Saved entries:
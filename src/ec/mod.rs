use crate::bmd::BucketProps;
use crate::cluster::SmapReceiver;
use crate::config::{EcConf, TimeoutConf};
use crate::fs::{Locality, MountedFs};
use crate::lom::{self, Lom};
use crate::transport::{
    self, Bundle, Connector, Demux, Header, RecvHandler, SliceWriters,
};
use bytes::Bytes;
use serde::{Deserialize, Serialize};
use std::collections::HashMap;
use std::sync::{Arc, Mutex};
use std::time::Duration;
use thiserror::Error;
use tokio::sync::oneshot;

pub mod encode;
pub mod respond;
pub mod restore;
pub mod xaction;

pub use xaction::{XactEc, XactRespond};

/// stream names the EC engine registers with the receive demux.
pub const STREAM_REQ: &str = "ec-req";
pub const STREAM_RESP: &str = "ec-resp";

/// connections per peer and stream.
const BUNDLE_MULTIPLIER: usize = 4;

/// extended attribute carrying the slice metadata of locally stored
/// slices and encoded primaries.
pub const XATTR_EC: &str = "user.tos.ec";

pub type Result<T> = std::result::Result<T, Error>;

#[derive(Error, Debug)]
pub enum Error {
    #[error("EC disabled on bucket '{0}'")]
    Disabled(String),

    #[error("insufficient targets: need {need}, have {have}")]
    InsufficientTargets { need: usize, have: usize },

    #[error("not enough slices to restore '{0}'")]
    NotEnoughSlices(String),

    #[error("timed out waiting for '{0}'")]
    Timeout(String),

    #[error("no jogger for mountpath {0:?}")]
    NoJogger(std::path::PathBuf),

    #[error("no available mountpaths")]
    NoMountpaths,

    #[error("xaction aborted")]
    Aborted,

    #[error("erasure codec error: {0}")]
    Codec(String),

    #[error("corrupted slice metadata: {0}")]
    CorruptedSliceMeta(String),

    #[error("lom error: {0}")]
    Lom(#[from] lom::Error),

    #[error("transport error: {0}")]
    Transport(#[from] transport::Error),

    #[error("io error: {0:#}")]
    IO(#[from] std::io::Error),
}

impl From<reed_solomon_erasure::Error> for Error {
    fn from(err: reed_solomon_erasure::Error) -> Self {
        Error::Codec(err.to_string())
    }
}

/// what a local caller asks of the engine.
#[derive(Debug, Clone, Copy, PartialEq, Eq)]
pub enum EcAction {
    SplitEncode,
    Delete,
    Restore,
}

/// one queued request. the error-reply channel is optional: fire-and-
/// forget callers rely on logs and counters instead.
pub struct EcRequest {
    pub action: EcAction,
    pub lom: Lom,
    /// small object: replicate instead of split
    pub is_copy: bool,
    pub err_tx: Option<oneshot::Sender<Result<()>>>,
    pub enq_at: std::time::Instant,
    pub disp_at: Option<std::time::Instant>,
}

impl EcRequest {
    pub fn new(action: EcAction, lom: Lom, is_copy: bool) -> (EcRequest, oneshot::Receiver<Result<()>>) {
        let (tx, rx) = oneshot::channel();
        (
            EcRequest {
                action,
                lom,
                is_copy,
                err_tx: Some(tx),
                enq_at: std::time::Instant::now(),
                disp_at: None,
            },
            rx,
        )
    }

    pub fn fail(self, err: Error) {
        if let Some(tx) = self.err_tx {
            let _ = tx.send(Err(err));
        }
    }

    pub fn done(self) {
        if let Some(tx) = self.err_tx {
            let _ = tx.send(Ok(()));
        }
    }
}

/// action tag of a wire message.
#[derive(Debug, Clone, Copy, PartialEq, Eq, Serialize, Deserialize)]
pub enum WireAction {
    /// store the attached slice or replica
    StoreSlice,
    /// return your slice/replica of the named object
    GetSlice,
    /// answer to GetSlice
    SliceResp,
    /// drop your slice of the named object
    Cleanup,
}

/// per-slice metadata; rides in descriptors and persists beside stored
/// slices.
#[derive(Debug, Clone, PartialEq, Eq, Serialize, Deserialize)]
pub struct SliceMeta {
    pub obj_size: u64,
    pub data_slices: usize,
    pub parity_slices: usize,
    /// 0 for a full replica, 1..=data+parity for a slice
    pub slice_id: usize,
    pub obj_version: String,
    /// checksum of the whole object, restored into the rebuilt LOM
    pub obj_cksum: Option<crate::hash::Cksum>,
    /// checksum of this message's payload
    pub slice_cksum: Option<crate::hash::Cksum>,
}

/// the opaque request descriptor carried in every intra-target header.
#[derive(Debug, Clone, Serialize, Deserialize)]
pub struct Descriptor {
    pub action: WireAction,
    pub sender: String,
    pub meta: Option<SliceMeta>,
    pub exists: bool,
    pub is_slice: bool,
}

impl Descriptor {
    pub fn to_bytes(&self) -> Result<Vec<u8>> {
        Ok(rmp_serde::to_vec(self).map_err(transport::Error::from)?)
    }

    pub fn from_bytes(buf: &[u8]) -> Result<Descriptor> {
        Ok(rmp_serde::from_slice(buf).map_err(transport::Error::from)?)
    }
}

/// everything a jogger needs to reach the rest of the target.
pub struct EcCtx {
    pub daemon_id: String,
    pub mfs: Arc<MountedFs>,
    pub smap: SmapReceiver,
    pub req_bundle: Bundle,
    pub resp_bundle: Bundle,
    pub writers: Arc<SliceWriters>,
    pub send_file: Duration,
}

impl EcCtx {
    /// idle period of the demand xactions: three send-file timeouts.
    pub fn idle(&self) -> Duration {
        self.send_file * 3
    }
}

struct BucketEc {
    local: Locality,
    conf: EcConf,
    put: Arc<XactEc>,
    get: Arc<XactEc>,
    respond: Arc<XactRespond>,
}

/// the per-target EC engine: per-bucket xaction triples, entry points,
/// and the receive-side wiring. created lazily by the coordinator the
/// first time any bucket enables EC.
pub struct Manager {
    ctx: Arc<EcCtx>,
    buckets: Mutex<HashMap<String, BucketEc>>,
}

impl Manager {
    pub fn new(
        daemon_id: &str,
        mfs: Arc<MountedFs>,
        smap: SmapReceiver,
        connector: Arc<dyn Connector>,
        timeout: &TimeoutConf,
        demux: &Demux,
    ) -> Result<Arc<Manager>> {
        let ctx = Arc::new(EcCtx {
            daemon_id: daemon_id.into(),
            mfs,
            smap: smap.clone(),
            req_bundle: Bundle::new(STREAM_REQ, smap.clone(), connector.clone(), 1),
            resp_bundle: Bundle::new(STREAM_RESP, smap, connector, BUNDLE_MULTIPLIER),
            writers: Arc::new(SliceWriters::new()),
            send_file: timeout.send_file,
        });

        let mgr = Arc::new(Manager {
            ctx,
            buckets: Mutex::new(HashMap::new()),
        });

        demux.register(STREAM_REQ, Arc::new(ReqHandler { mgr: mgr.clone() }))?;
        demux.register(STREAM_RESP, Arc::new(RespHandler { mgr: mgr.clone() }))?;
        Ok(mgr)
    }

    pub fn ctx(&self) -> &Arc<EcCtx> {
        &self.ctx
    }

    fn target_count(&self) -> usize {
        self.ctx.smap.borrow().count_targets()
    }

    /// bring a bucket's xaction triple up (or re-open its gates).
    pub async fn enable_bucket(&self, bucket: &str, props: &BucketProps) {
        let existing = {
            let buckets = self.buckets.lock().unwrap();
            buckets.get(bucket).map(|entry| (entry.put.clone(), entry.get.clone()))
        };
        if let Some((put, get)) = existing {
            put.enable_requests().await;
            get.enable_requests().await;
            return;
        }
        let mut buckets = self.buckets.lock().unwrap();
        buckets.insert(
            bucket.into(),
            BucketEc {
                local: props.local,
                conf: props.ec.clone(),
                put: XactEc::start(
                    xaction::KIND_PUT,
                    bucket,
                    props.local,
                    props.ec.clone(),
                    self.ctx.clone(),
                ),
                get: XactEc::start(
                    xaction::KIND_GET,
                    bucket,
                    props.local,
                    props.ec.clone(),
                    self.ctx.clone(),
                ),
                respond: XactRespond::start(bucket, props.local, self.ctx.clone()),
            },
        );
        log::info!("EC enabled on bucket '{}'", bucket);
    }

    /// tear a bucket's triple down: drain queued requests, then abort.
    pub async fn disable_bucket(&self, bucket: &str) {
        let entry = self.buckets.lock().unwrap().remove(bucket);
        let entry = match entry {
            Some(entry) => entry,
            None => return,
        };
        entry.put.clear_requests().await;
        entry.get.clear_requests().await;
        use crate::xaction::Xact;
        entry.put.abort();
        entry.get.abort();
        entry.respond.abort();
        log::info!("EC disabled on bucket '{}'", bucket);
    }

    /// cluster-map change: stop what the new size cannot support.
    /// Respond xactions keep answering peers regardless.
    pub fn on_smap_change(&self) {
        use crate::xaction::Xact;
        let have = self.target_count();
        let buckets = self.buckets.lock().unwrap();
        for (name, entry) in buckets.iter() {
            if have < entry.conf.required_encode_targets() && !entry.put.finished() {
                log::warn!(
                    "bucket '{}': {} targets cannot support encode, stopping {}",
                    name,
                    have,
                    entry.put.base()
                );
                entry.put.abort();
            }
            if have < entry.conf.required_restore_targets() && !entry.get.finished() {
                log::warn!(
                    "bucket '{}': {} targets cannot support restore, stopping {}",
                    name,
                    have,
                    entry.get.base()
                );
                entry.get.abort();
            }
        }
    }

    /// submit a split-encode (or replicate, for small objects).
    pub async fn encode(&self, lom: Lom) -> Result<oneshot::Receiver<Result<()>>> {
        let bucket = lom.bucket().to_string();
        let (conf, put) = {
            let buckets = self.buckets.lock().unwrap();
            let entry = buckets
                .get(&bucket)
                .ok_or_else(|| Error::Disabled(bucket.clone()))?;
            (entry.conf.clone(), entry.put.clone())
        };

        let need = conf.required_encode_targets();
        let have = self.target_count();
        if have < need {
            return Err(Error::InsufficientTargets { need, have });
        }

        let put = self.renew_if_finished(&bucket, put, xaction::KIND_PUT);
        let is_copy = lom.size <= conf.obj_size_limit;
        let (req, rx) = EcRequest::new(EcAction::SplitEncode, lom, is_copy);
        put.dispatch(req).await?;
        Ok(rx)
    }

    /// submit a restore of a lost object.
    pub async fn restore(&self, lom: Lom) -> Result<oneshot::Receiver<Result<()>>> {
        let bucket = lom.bucket().to_string();
        let (conf, get) = {
            let buckets = self.buckets.lock().unwrap();
            let entry = buckets
                .get(&bucket)
                .ok_or_else(|| Error::Disabled(bucket.clone()))?;
            (entry.conf.clone(), entry.get.clone())
        };

        let need = conf.required_restore_targets();
        let have = self.target_count();
        if have < need {
            return Err(Error::InsufficientTargets { need, have });
        }

        let get = self.renew_if_finished(&bucket, get, xaction::KIND_GET);
        let (req, rx) = EcRequest::new(EcAction::Restore, lom, false);
        get.dispatch(req).await?;
        Ok(rx)
    }

    /// drop every remote slice of a deleted object.
    pub async fn cleanup(&self, lom: &Lom) -> Result<()> {
        let bucket = lom.bucket().to_string();
        if !self.buckets.lock().unwrap().contains_key(&bucket) {
            return Err(Error::Disabled(bucket));
        }

        let desc = Descriptor {
            action: WireAction::Cleanup,
            sender: self.ctx.daemon_id.clone(),
            meta: None,
            exists: false,
            is_slice: false,
        };
        let peers: Vec<String> = self
            .ctx
            .smap
            .borrow()
            .hrw_targets(&lom.uname(), &self.ctx.daemon_id)
            .iter()
            .map(|t| t.daemon_id.clone())
            .collect();
        self.ctx
            .req_bundle
            .send(
                transport::Msg {
                    hdr: Header {
                        bucket: lom.bucket().into(),
                        objname: lom.objname().into(),
                        attrs: Default::default(),
                        opaque: desc.to_bytes()?,
                    },
                    body: None,
                    cb: None,
                },
                &peers,
            )
            .await?;
        Ok(())
    }

    /// a demand xaction that idled out is restarted on the next request.
    fn renew_if_finished(&self, bucket: &str, xact: Arc<XactEc>, kind: &'static str) -> Arc<XactEc> {
        use crate::xaction::Xact;
        if !xact.finished() {
            return xact;
        }
        let mut buckets = self.buckets.lock().unwrap();
        let entry = match buckets.get_mut(bucket) {
            Some(entry) => entry,
            None => return xact,
        };
        let fresh = XactEc::start(kind, bucket, entry.local, entry.conf.clone(), self.ctx.clone());
        if kind == xaction::KIND_PUT {
            entry.put = fresh.clone();
        } else {
            entry.get = fresh.clone();
        }
        log::info!("renewed {} for bucket '{}'", fresh.base(), bucket);
        fresh
    }

    fn respond_for(&self, bucket: &str) -> Option<Arc<XactRespond>> {
        self.buckets
            .lock()
            .unwrap()
            .get(bucket)
            .map(|e| e.respond.clone())
    }
}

→ **The task**:
Lines above with "Mutex" in them are the ones to copy.

→ **Finished task**:
use std::sync::{Arc, Mutex};
    buckets: Mutex<HashMap<String, BucketEc>>,
            buckets: Mutex::new(HashMap::new()),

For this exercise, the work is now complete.